On 7/18/24 12:37, Masahiro(dot)Ikeda(at)nttdata(dot)com wrote:
>> Let me share my opinion on those questions ...
> ...>
>> For ndistinct, I think we don't show this because it doesn't go through
>> clauselist_selectivity, which is the only thing I modified in the PoC.
>> But I guess we might improve estimate_num_groups() to track the stats in a similar way,
>> I guess.
>
> Thanks. IIUC, the reason is that it doesn't go through statext_clauselist_selectivity() because
> the number of clauses is one though it goes through clauselist_selectivity().
>

Ah, I see I misunderstood the original report.
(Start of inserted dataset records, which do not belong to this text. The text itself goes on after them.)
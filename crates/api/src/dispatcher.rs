//! Asynchronous webhook dispatcher.
//!
//! Trace submissions enqueue events onto a bounded in-process queue and
//! return; background workers drain the queue and deliver to subscribers.
//! Delivery is at-least-once, best-effort ordered per subscriber, and
//! never shares a transaction with intake. A full queue drops the event
//! (with a log line) rather than failing the originating submission.

use chrono::{DateTime, Utc};
use hmac::{Hmac, Mac};
use serde::Serialize;
use sha2::Sha256;
use std::sync::Arc;
use std::time::Duration;
use tokio::sync::{mpsc, Mutex};
use tracing::{debug, warn};

use garl_core::{Webhook, WebhookEvent};
use garl_storage::Storage;

/// Outbound request timeout.
const DELIVERY_TIMEOUT: Duration = Duration::from_secs(5);

/// Retries after the initial attempt, with exponential backoff 1s/2s/4s.
const MAX_RETRIES: u32 = 3;

/// How long an enqueue may block on a full queue before dropping.
const ENQUEUE_GRACE: Duration = Duration::from_millis(250);

type HmacSha256 = Hmac<Sha256>;

/// A reputation event headed for webhook subscribers.
///
/// Serialisation of this struct is the webhook body contract:
/// `{event, agent_id, timestamp, data}`.
#[derive(Debug, Clone, Serialize)]
pub struct LedgerEvent {
    /// Event kind.
    pub event: WebhookEvent,
    /// Agent the event concerns.
    pub agent_id: String,
    /// When the event happened.
    pub timestamp: DateTime<Utc>,
    /// Event-specific payload.
    pub data: serde_json::Value,
}

/// Producer handle onto the dispatcher queue. Cheap to clone.
#[derive(Clone)]
pub struct EventSender {
    tx: mpsc::Sender<LedgerEvent>,
}

impl EventSender {
    /// Enqueue an event without ever failing the caller.
    ///
    /// When the queue is full the send blocks briefly on a detached task
    /// and then drops the event with a log line.
    pub fn enqueue(&self, event: LedgerEvent) {
        match self.tx.try_send(event) {
            Ok(()) => {}
            Err(mpsc::error::TrySendError::Full(event)) => {
                let tx = self.tx.clone();
                tokio::spawn(async move {
                    if tx.send_timeout(event, ENQUEUE_GRACE).await.is_err() {
                        warn!("Webhook queue full; dropping event");
                    }
                });
            }
            Err(mpsc::error::TrySendError::Closed(_)) => {
                warn!("Webhook queue closed; dropping event");
            }
        }
    }
}

/// Start the dispatcher: a bounded queue plus `workers` background consumers.
pub fn spawn_dispatcher(storage: Storage, capacity: usize, workers: usize) -> EventSender {
    let (tx, rx) = mpsc::channel::<LedgerEvent>(capacity);
    let rx = Arc::new(Mutex::new(rx));

    let client = reqwest::Client::builder()
        .timeout(DELIVERY_TIMEOUT)
        .build()
        .expect("reqwest client construction cannot fail with static config");

    for _ in 0..workers.max(1) {
        let rx = rx.clone();
        let storage = storage.clone();
        let client = client.clone();
        tokio::spawn(async move {
            loop {
                let event = {
                    let mut guard = rx.lock().await;
                    guard.recv().await
                };
                let Some(event) = event else {
                    // All senders gone: shut the worker down.
                    break;
                };
                deliver_event(&storage, &client, event).await;
            }
        });
    }

    EventSender { tx }
}

/// Fan one event out to every matching active subscriber.
async fn deliver_event(storage: &Storage, client: &reqwest::Client, event: LedgerEvent) {
    let hooks = match storage
        .active_webhooks_for_event(&event.agent_id, event.event)
        .await
    {
        Ok(hooks) => hooks,
        Err(err) => {
            warn!(
                "Failed to load webhooks for agent {}: {:#}",
                event.agent_id, err
            );
            return;
        }
    };

    let body = match serde_jcs::to_vec(&event) {
        Ok(body) => body,
        Err(err) => {
            warn!("Failed to canonicalize webhook body: {}", err);
            return;
        }
    };

    for hook in hooks {
        deliver_to_hook(storage, client, &hook, event.event, &body).await;
    }
}

/// Hex HMAC-SHA256 of the body under the subscriber's secret.
pub fn signature_for(secret: &str, body: &[u8]) -> String {
    let mut mac =
        HmacSha256::new_from_slice(secret.as_bytes()).expect("HMAC accepts any key length");
    mac.update(body);
    hex::encode(mac.finalize().into_bytes())
}

async fn deliver_to_hook(
    storage: &Storage,
    client: &reqwest::Client,
    hook: &Webhook,
    event: WebhookEvent,
    body: &[u8],
) {
    let signature = signature_for(&hook.secret, body);

    for attempt in 0..=MAX_RETRIES {
        let result = client
            .post(&hook.url)
            .header("Content-Type", "application/json")
            .header("X-Garl-Event", event.as_str())
            .header("X-Garl-Signature", &signature)
            .body(body.to_vec())
            .send()
            .await;

        match result {
            Ok(response) if response.status().is_success() => {
                if let Err(err) = storage.touch_webhook(&hook.id, Utc::now()).await {
                    warn!("Failed to record webhook delivery: {:#}", err);
                }
                debug!("Delivered {} to {}", event.as_str(), hook.url);
                return;
            }
            Ok(response) => {
                warn!(
                    "Webhook {} returned {} (attempt {}/{})",
                    hook.url,
                    response.status(),
                    attempt + 1,
                    MAX_RETRIES + 1
                );
            }
            Err(err) => {
                warn!(
                    "Webhook {} delivery failed (attempt {}/{}): {}",
                    hook.url,
                    attempt + 1,
                    MAX_RETRIES + 1,
                    err
                );
            }
        }

        if attempt < MAX_RETRIES {
            tokio::time::sleep(Duration::from_secs(1 << attempt)).await;
        }
    }

    warn!(
        "Webhook {} delivery exhausted {} attempts; dropping",
        hook.url,
        MAX_RETRIES + 1
    );
}

#[cfg(test)]
mod tests {
    use super::*;
    use axum::extract::State;
    use axum::http::HeaderMap;
    use axum::routing::post;
    use axum::Router;
    use garl_core::TaskCategory;
    use std::net::SocketAddr;

    #[derive(Clone, Default)]
    struct Received {
        requests: Arc<std::sync::Mutex<Vec<(HeaderMap, Vec<u8>)>>>,
    }

    async fn sink(
        State(received): State<Received>,
        headers: HeaderMap,
        body: axum::body::Bytes,
    ) -> &'static str {
        received
            .requests
            .lock()
            .unwrap()
            .push((headers, body.to_vec()));
        "ok"
    }

    async fn start_sink() -> (SocketAddr, Received) {
        let received = Received::default();
        let app = Router::new()
            .route("/hook", post(sink))
            .with_state(received.clone());
        let listener = tokio::net::TcpListener::bind("127.0.0.1:0").await.unwrap();
        let addr = listener.local_addr().unwrap();
        tokio::spawn(async move {
            axum::serve(listener, app).await.unwrap();
        });
        (addr, received)
    }

    async fn setup_storage_with_hook(url: &str, events: Vec<WebhookEvent>) -> Storage {
        let storage = Storage::new_in_memory().await.unwrap();
        storage.run_migrations().await.unwrap();

        let now = Utc::now();
        let agent = garl_core::Agent {
            agent_id: "a1".into(),
            sovereign_id: garl_core::types::sovereign_id_for("a1"),
            name: "hooked".into(),
            description: String::new(),
            framework: "custom".into(),
            category: TaskCategory::Coding,
            api_key_hash: "x".into(),
            is_sandbox: false,
            is_deleted: false,
            dimensions: garl_core::Dimensions::baseline(),
            emas: garl_core::Dimensions::baseline(),
            trust_score: 50.0,
            certification_tier: garl_core::CertificationTier::Silver,
            total_traces: 0,
            success_count: 0,
            success_rate: 0.0,
            consecutive_successes: 0,
            avg_duration_ms: 0,
            total_cost_usd: 0.0,
            anomaly_flags: vec![],
            endorsement_score: 0.0,
            endorsement_count: 0,
            permissions_declared: vec![],
            last_trace_at: None,
            created_at: now,
            updated_at: now,
        };
        storage.insert_agent(&agent).await.unwrap();

        storage
            .insert_webhook(&Webhook {
                id: "w1".into(),
                agent_id: "a1".into(),
                url: url.into(),
                secret: "whsec_secret".into(),
                events,
                is_active: true,
                created_at: now,
                last_triggered_at: None,
            })
            .await
            .unwrap();

        storage
    }

    async fn wait_for_request(received: &Received) -> (HeaderMap, Vec<u8>) {
        for _ in 0..100 {
            if let Some(entry) = received.requests.lock().unwrap().first().cloned() {
                return entry;
            }
            tokio::time::sleep(Duration::from_millis(20)).await;
        }
        panic!("webhook request never arrived");
    }

    #[tokio::test]
    async fn test_delivery_carries_signed_canonical_body() {
        let (addr, received) = start_sink().await;
        let url = format!("http://{addr}/hook");
        let storage =
            setup_storage_with_hook(&url, vec![WebhookEvent::TraceRecorded]).await;

        let sender = spawn_dispatcher(storage.clone(), 16, 1);
        sender.enqueue(LedgerEvent {
            event: WebhookEvent::TraceRecorded,
            agent_id: "a1".into(),
            timestamp: Utc::now(),
            data: serde_json::json!({"trace_id": "t1", "trust_score": 55.25}),
        });

        let (headers, body) = wait_for_request(&received).await;

        assert_eq!(headers.get("X-Garl-Event").unwrap(), "trace_recorded");
        let signature = headers
            .get("X-Garl-Signature")
            .unwrap()
            .to_str()
            .unwrap()
            .to_string();
        assert_eq!(signature, signature_for("whsec_secret", &body));

        let parsed: serde_json::Value = serde_json::from_slice(&body).unwrap();
        assert_eq!(parsed["event"], "trace_recorded");
        assert_eq!(parsed["agent_id"], "a1");
        assert_eq!(parsed["data"]["trace_id"], "t1");

        // A successful delivery stamps last_triggered_at.
        for _ in 0..100 {
            let hook = storage.get_webhook("a1", "w1").await.unwrap().unwrap();
            if hook.last_triggered_at.is_some() {
                return;
            }
            tokio::time::sleep(Duration::from_millis(20)).await;
        }
        panic!("last_triggered_at never updated");
    }

    #[tokio::test]
    async fn test_unsubscribed_events_are_not_delivered() {
        let (addr, received) = start_sink().await;
        let url = format!("http://{addr}/hook");
        let storage = setup_storage_with_hook(&url, vec![WebhookEvent::Milestone]).await;

        let sender = spawn_dispatcher(storage, 16, 1);
        sender.enqueue(LedgerEvent {
            event: WebhookEvent::TraceRecorded,
            agent_id: "a1".into(),
            timestamp: Utc::now(),
            data: serde_json::json!({}),
        });

        tokio::time::sleep(Duration::from_millis(300)).await;
        assert!(received.requests.lock().unwrap().is_empty());
    }

    #[test]
    fn test_signature_is_hmac_sha256_hex() {
        // Verifiable with any HMAC implementation.
        let signature = signature_for("key", b"The quick brown fox jumps over the lazy dog");
        assert_eq!(
            signature,
            "f7bc83f430538424b13298e6aa6fb143ef4d59a14946175997479dbc2d1a3cd8"
        );
    }
}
The query used was

EXPLAIN (STATS, ANALYZE) SELECT * FROM t3
WHERE date_trunc('month', a) = '2020-01-01'::timestamp;

And it has nothing to do with the number of clauses being one neither.

The problem is this estimate is handled by examine_variable() matching
the expression to the "expression" stats, and injecting it into the
variable, so that the clauselist_selectivity() sees these stats.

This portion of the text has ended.